> **Task**: Copy every line of the records below that holds the word "deals".

> **Data under study**:
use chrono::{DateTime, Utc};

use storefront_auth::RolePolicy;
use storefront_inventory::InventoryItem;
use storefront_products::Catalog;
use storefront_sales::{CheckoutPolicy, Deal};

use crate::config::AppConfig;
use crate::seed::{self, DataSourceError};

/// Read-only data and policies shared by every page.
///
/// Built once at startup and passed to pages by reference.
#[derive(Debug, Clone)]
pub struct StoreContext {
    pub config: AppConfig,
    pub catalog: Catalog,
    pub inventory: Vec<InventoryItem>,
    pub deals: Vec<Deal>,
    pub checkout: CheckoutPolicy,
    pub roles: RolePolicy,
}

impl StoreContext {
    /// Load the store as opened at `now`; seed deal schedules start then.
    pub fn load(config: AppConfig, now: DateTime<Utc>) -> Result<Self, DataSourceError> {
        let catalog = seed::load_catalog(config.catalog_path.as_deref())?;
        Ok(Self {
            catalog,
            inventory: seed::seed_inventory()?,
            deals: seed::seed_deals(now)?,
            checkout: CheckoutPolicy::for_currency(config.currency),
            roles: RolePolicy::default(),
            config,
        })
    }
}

> **Solved problem**:
    pub deals: Vec<Deal>,
            deals: seed::seed_deals(now)?,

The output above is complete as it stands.